→ Exercise directions:
Transcribe the whole listing precisely, leaving nothing out.

------ Records shown ------

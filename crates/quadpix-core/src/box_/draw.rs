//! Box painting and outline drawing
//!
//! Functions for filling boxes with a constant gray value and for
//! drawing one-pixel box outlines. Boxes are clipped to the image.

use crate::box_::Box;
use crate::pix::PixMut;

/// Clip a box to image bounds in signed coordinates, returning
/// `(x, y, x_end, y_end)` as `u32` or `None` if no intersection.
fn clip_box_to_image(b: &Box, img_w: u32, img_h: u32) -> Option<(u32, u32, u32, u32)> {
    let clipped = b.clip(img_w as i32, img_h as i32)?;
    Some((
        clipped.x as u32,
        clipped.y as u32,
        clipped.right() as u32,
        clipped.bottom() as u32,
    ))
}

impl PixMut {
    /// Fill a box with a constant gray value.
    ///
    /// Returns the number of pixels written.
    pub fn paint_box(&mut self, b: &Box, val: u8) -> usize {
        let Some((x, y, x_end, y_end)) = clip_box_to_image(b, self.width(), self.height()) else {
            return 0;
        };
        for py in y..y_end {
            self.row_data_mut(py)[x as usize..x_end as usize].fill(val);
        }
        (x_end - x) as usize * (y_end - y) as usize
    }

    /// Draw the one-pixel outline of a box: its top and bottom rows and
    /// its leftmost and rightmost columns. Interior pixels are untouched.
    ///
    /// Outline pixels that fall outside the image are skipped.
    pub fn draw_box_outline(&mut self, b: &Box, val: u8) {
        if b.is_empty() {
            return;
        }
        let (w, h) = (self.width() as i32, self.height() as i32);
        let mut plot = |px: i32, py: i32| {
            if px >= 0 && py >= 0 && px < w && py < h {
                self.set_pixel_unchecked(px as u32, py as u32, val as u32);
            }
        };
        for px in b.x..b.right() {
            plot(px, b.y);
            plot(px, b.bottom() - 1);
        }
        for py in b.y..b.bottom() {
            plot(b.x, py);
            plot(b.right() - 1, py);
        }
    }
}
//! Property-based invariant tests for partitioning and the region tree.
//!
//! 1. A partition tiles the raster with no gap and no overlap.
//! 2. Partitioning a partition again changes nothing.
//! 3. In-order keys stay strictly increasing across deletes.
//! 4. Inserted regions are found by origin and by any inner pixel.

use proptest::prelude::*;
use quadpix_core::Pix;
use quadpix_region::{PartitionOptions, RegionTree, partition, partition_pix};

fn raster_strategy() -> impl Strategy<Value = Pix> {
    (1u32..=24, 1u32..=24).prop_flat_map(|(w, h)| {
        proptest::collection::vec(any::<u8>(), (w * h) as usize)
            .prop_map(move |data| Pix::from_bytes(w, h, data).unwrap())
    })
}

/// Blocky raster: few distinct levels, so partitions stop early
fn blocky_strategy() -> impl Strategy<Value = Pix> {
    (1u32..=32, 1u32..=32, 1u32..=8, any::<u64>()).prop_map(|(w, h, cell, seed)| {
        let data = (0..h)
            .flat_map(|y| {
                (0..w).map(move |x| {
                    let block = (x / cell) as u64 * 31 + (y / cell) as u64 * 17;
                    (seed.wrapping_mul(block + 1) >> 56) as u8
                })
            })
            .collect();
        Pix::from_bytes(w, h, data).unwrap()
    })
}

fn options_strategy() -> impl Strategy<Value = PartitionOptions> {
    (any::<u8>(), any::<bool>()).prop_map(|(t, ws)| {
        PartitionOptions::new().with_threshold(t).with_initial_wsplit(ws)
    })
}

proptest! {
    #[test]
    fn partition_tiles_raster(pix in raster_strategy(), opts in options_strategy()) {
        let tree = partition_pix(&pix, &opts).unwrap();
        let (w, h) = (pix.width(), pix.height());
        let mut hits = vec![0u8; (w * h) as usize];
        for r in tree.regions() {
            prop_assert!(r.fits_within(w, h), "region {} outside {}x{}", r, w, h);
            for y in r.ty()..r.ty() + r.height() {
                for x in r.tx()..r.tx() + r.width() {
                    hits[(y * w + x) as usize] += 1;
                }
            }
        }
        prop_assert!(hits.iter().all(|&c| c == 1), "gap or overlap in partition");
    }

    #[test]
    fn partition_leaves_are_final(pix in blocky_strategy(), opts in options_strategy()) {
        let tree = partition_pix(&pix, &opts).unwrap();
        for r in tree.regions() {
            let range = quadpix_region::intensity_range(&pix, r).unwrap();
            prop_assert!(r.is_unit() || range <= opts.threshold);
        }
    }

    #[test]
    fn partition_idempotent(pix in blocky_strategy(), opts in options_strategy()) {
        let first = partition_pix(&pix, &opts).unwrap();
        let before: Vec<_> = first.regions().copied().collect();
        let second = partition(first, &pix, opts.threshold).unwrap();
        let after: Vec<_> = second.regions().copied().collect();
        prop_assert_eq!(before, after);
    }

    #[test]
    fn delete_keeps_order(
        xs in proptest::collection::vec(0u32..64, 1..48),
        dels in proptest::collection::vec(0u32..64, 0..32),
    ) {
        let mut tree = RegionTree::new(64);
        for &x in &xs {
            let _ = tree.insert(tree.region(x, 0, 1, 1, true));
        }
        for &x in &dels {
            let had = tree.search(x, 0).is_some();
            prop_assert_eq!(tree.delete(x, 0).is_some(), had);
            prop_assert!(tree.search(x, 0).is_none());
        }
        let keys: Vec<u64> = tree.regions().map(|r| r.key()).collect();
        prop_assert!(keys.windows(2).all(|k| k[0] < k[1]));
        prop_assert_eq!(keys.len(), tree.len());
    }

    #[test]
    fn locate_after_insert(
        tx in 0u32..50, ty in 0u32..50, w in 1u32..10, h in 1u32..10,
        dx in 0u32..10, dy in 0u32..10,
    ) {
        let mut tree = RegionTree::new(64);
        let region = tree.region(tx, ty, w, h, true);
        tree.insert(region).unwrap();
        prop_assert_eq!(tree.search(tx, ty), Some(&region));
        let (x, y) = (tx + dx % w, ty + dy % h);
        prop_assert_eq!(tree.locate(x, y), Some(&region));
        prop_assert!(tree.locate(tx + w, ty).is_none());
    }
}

------

→ Reply:
filename crates/quadpix-core/src/box_/draw.rs
//! Box painting and outline drawing
//!
//! Functions for filling boxes with a constant gray value and for
//! drawing one-pixel box outlines. Boxes are clipped to the image.

use crate::box_::Box;
use crate::pix::PixMut;

/// Clip a box to image bounds in signed coordinates, returning
/// `(x, y, x_end, y_end)` as `u32` or `None` if no intersection.
fn clip_box_to_image(b: &Box, img_w: u32, img_h: u32) -> Option<(u32, u32, u32, u32)> {
    let clipped = b.clip(img_w as i32, img_h as i32)?;
    Some((
        clipped.x as u32,
        clipped.y as u32,
        clipped.right() as u32,
        clipped.bottom() as u32,
    ))
}

impl PixMut {
    /// Fill a box with a constant gray value.
    ///
    /// Returns the number of pixels written.
    pub fn paint_box(&mut self, b: &Box, val: u8) -> usize {
        let Some((x, y, x_end, y_end)) = clip_box_to_image(b, self.width(), self.height()) else {
            return 0;
        };
        for py in y..y_end {
            self.row_data_mut(py)[x as usize..x_end as usize].fill(val);
        }
        (x_end - x) as usize * (y_end - y) as usize
    }

    /// Draw the one-pixel outline of a box: its top and bottom rows and
    /// its leftmost and rightmost columns. Interior pixels are untouched.
    ///
    /// Outline pixels that fall outside the image are skipped.
    pub fn draw_box_outline(&mut self, b: &Box, val: u8) {
        if b.is_empty() {
            return;
        }
        let (w, h) = (self.width() as i32, self.height() as i32);
        let mut plot = |px: i32, py: i32| {
            if px >= 0 && py >= 0 && px < w && py < h {
                self.set_pixel_unchecked(px as u32, py as u32, val as u32);
            }
        };
        for px in b.x..b.right() {
            plot(px, b.y);
            plot(px, b.bottom() - 1);
        }
        for py in b.y..b.bottom() {
            plot(b.x, py);
            plot(b.right() - 1, py);
        }
    }
}
//! Property-based invariant tests for partitioning and the region tree.
//!
//! 1. A partition tiles the raster with no gap and no overlap.
//! 2. Partitioning a partition again changes nothing.
//! 3. In-order keys stay strictly increasing across deletes.
//! 4. Inserted regions are found by origin and by any inner pixel.

use proptest::prelude::*;
use quadpix_core::Pix;
use quadpix_region::{PartitionOptions, RegionTree, partition, partition_pix};

fn raster_strategy() -> impl Strategy<Value = Pix> {
    (1u32..=24, 1u32..=24).prop_flat_map(|(w, h)| {
        proptest::collection::vec(any::<u8>(), (w * h) as usize)
            .prop_map(move |data| Pix::from_bytes(w, h, data).unwrap())
    })
}

/// Blocky raster: few distinct levels, so partitions stop early
fn blocky_strategy() -> impl Strategy<Value = Pix> {
    (1u32..=32, 1u32..=32, 1u32..=8, any::<u64>()).prop_map(|(w, h, cell, seed)| {
        let data = (0..h)
            .flat_map(|y| {
                (0..w).map(move |x| {
                    let block = (x / cell) as u64 * 31 + (y / cell) as u64 * 17;
                    (seed.wrapping_mul(block + 1) >> 56) as u8
                })
            })
            .collect();
        Pix::from_bytes(w, h, data).unwrap()
    })
}

fn options_strategy() -> impl Strategy<Value = PartitionOptions> {
    (any::<u8>(), any::<bool>()).prop_map(|(t, ws)| {
        PartitionOptions::new().with_threshold(t).with_initial_wsplit(ws)
    })
}

proptest! {
    #[test]
    fn partition_tiles_raster(pix in raster_strategy(), opts in options_strategy()) {
        let tree = partition_pix(&pix, &opts).unwrap();
        let (w, h) = (pix.width(), pix.height());
        let mut hits = vec![0u8; (w * h) as usize];
        for r in tree.regions() {
            prop_assert!(r.fits_within(w, h), "region {} outside {}x{}", r, w, h);
            for y in r.ty()..r.ty() + r.height() {
                for x in r.tx()..r.tx() + r.width() {
                    hits[(y * w + x) as usize] += 1;
                }
            }
        }
        prop_assert!(hits.iter().all(|&c| c == 1), "gap or overlap in partition");
    }

    #[test]
    fn partition_leaves_are_final(pix in blocky_strategy(), opts in options_strategy()) {
        let tree = partition_pix(&pix, &opts).unwrap();
        for r in tree.regions() {
            let range = quadpix_region::intensity_range(&pix, r).unwrap();
            prop_assert!(r.is_unit() || range <= opts.threshold);
        }
    }

    #[test]
    fn partition_idempotent(pix in blocky_strategy(), opts in options_strategy()) {
        let first = partition_pix(&pix, &opts).unwrap();
        let before: Vec<_> = first.regions().copied().collect();
        let second = partition(first, &pix, opts.threshold).unwrap();
        let after: Vec<_> = second.regions().copied().collect();
        prop_assert_eq!(before, after);
    }

    #[test]
    fn delete_keeps_order(
        xs in proptest::collection::vec(0u32..64, 1..48),
        dels in proptest::collection::vec(0u32..64, 0..32),
    ) {
        let mut tree = RegionTree::new(64);
        for &x in &xs {
            let _ = tree.insert(tree.region(x, 0, 1, 1, true));
        }
        for &x in &dels {
            let had = tree.search(x, 0).is_some();
            prop_assert_eq!(tree.delete(x, 0).is_some(), had);
            prop_assert!(tree.search(x, 0).is_none());
        }
        let keys: Vec<u64> = tree.regions().map(|r| r.key()).collect();
        prop_assert!(keys.windows(2).all(|k| k[0] < k[1]));
        prop_assert_eq!(keys.len(), tree.len());
    }

    #[test]
    fn locate_after_insert(
        tx in 0u32..50, ty in 0u32..50, w in 1u32..10, h in 1u32..10,
        dx in 0u32..10, dy in 0u32..10,
    ) {
        let mut tree = RegionTree::new(64);
        let region = tree.region(tx, ty, w, h, true);
        tree.insert(region).unwrap();
        prop_assert_eq!(tree.search(tx, ty), Some(&region));
        let (x, y) = (tx + dx % w, ty + dy % h);
        prop_assert_eq!(tree.locate(x, y), Some(&region));
        prop_assert!(tree.locate(tx + w, ty).is_none());
    }
}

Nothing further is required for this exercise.